Attualmente in Italia olparib non è rimborsabile, ma comunque prescrivibile: il costo è di circa 4000 euro al mese, una spesa difficilmente sostenibile per i pazienti. Tuttavia se l’AIFA rivedesse la sua decisione, l’impatto per il nostro Sistema sanitario nazionale, verosimilmente, non sarebbe così rilevante. «Olaparib è indicato per i pazienti BRCA mutati che sono una minoranza rispetto al totale di quelli con tumore del pancreas. Nel tempo che è intercorso tra la pubblicazione dello studio e la decisione dell’AIFA di non rimborsarlo, sono passati poco più di due anni e in questo periodo il farmaco è stato messo a disposizione gratuitamente dalla azienda che lo produce per i pazienti con le caratteristiche di quelli arruolati nello studio.
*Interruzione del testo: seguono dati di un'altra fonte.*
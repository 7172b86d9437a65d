//! Comment entity.

use std::fmt;

use sea_orm::entity::prelude::*;
use serde::{Deserialize, Serialize};

/// Number of characters shown by `Display`.
pub const PREVIEW_LEN: usize = 15;

#[derive(Clone, Debug, PartialEq, Eq, DeriveEntityModel, Serialize, Deserialize)]
#[sea_orm(table_name = "comment")]
pub struct Model {
    #[sea_orm(primary_key, auto_increment = false)]
    pub id: String,

    #[sea_orm(indexed)]
    pub post_id: String,

    pub author_id: String,

    #[sea_orm(column_type = "Text")]
    pub text: String,

    pub created_at: DateTimeWithTimeZone,
}

impl fmt::Display for Model {
    fn fmt(&self, f: &mut fmt::Formatter<'_>) -> fmt::Result {
        f.write_str(super::truncate_chars(&self.text, PREVIEW_LEN))
    }
}

#[derive(Copy, Clone, Debug, EnumIter, DeriveRelation)]
pub enum Relation {
    #[sea_orm(
        belongs_to = "super::post::Entity",
        from = "Column::PostId",
        to = "super::post::Column::Id",
        on_delete = "Cascade"
    )]
    Post,

    #[sea_orm(
        belongs_to = "super::user::Entity",
        from = "Column::AuthorId",
        to = "super::user::Column::Id",
        on_delete = "Cascade"
    )]
    Author,
}

impl Related<super::post::Entity> for Entity {
    fn to() -> RelationDef {
        Relation::Post.def()
    }
}

impl Related<super::user::Entity> for Entity {
    fn to() -> RelationDef {
        Relation::Author.def()
    }
}

impl ActiveModelBehavior for ActiveModel {}
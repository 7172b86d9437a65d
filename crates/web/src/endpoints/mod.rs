//! Page endpoints.

mod auth;
mod follow;
mod posts;

use axum::{Router, http::Uri, response::Response};

use crate::extractors::MaybeAuthUser;
use crate::middleware::AppState;
use crate::templates::core::{self, ErrorContext};

/// Create the page router.
pub fn router(state: &AppState) -> Router<AppState> {
    Router::new()
        .merge(posts::router(state))
        .merge(follow::router())
        .nest("/auth", auth::router())
}

/// Fallback for unmatched paths.
pub async fn not_found(MaybeAuthUser(viewer): MaybeAuthUser, uri: Uri) -> Response {
    tracing::debug!(path = %uri.path(), "No route");
    core::not_found(
        &ErrorContext {
            status: 404,
            message: "The requested page does not exist.".to_string(),
            path: Some(uri.path().to_string()),
        },
        viewer.as_ref(),
    )
}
Si tratta di circa 100 pazienti, una cinquantina all’anno, quindi una popolazione non così ampia, tra l’altro in un settore in cui di fatto non abbiamo farmaci» riferisce Reni.

A questo punto la domanda che viene da porsi è quante persone competenti di pancreas fossero sedute al tavolo tecnico dell’AIFA che ha preso la fatidica decisione. «Ben 230 oncologi hanno chiesto di riaprire la discussione e altrettanto hanno fatto le società scientifiche che si occupano di pancreas e indirettamente anche l’Associazione italiana oncologi medici (AIOM) che ha aiutato a raggiungere gli specialisti che si sono poi esposti. Francia, Germania, Olanda, Austria e Belgio hanno previsto la rimborsabilità per olaparib, verrebbe da pensare che la decisione di AIFA alla fine non sia stata così oggettiva. L’obiettivo comunque non è fare polemica, ma proporre una riflessione per il bene dei pazienti che purtroppo non hanno altre alternative» conclude Reni.

Antonella Sparvoli

© 2022 Fondazione Mutagens ETS. Tutti i diritti riservati.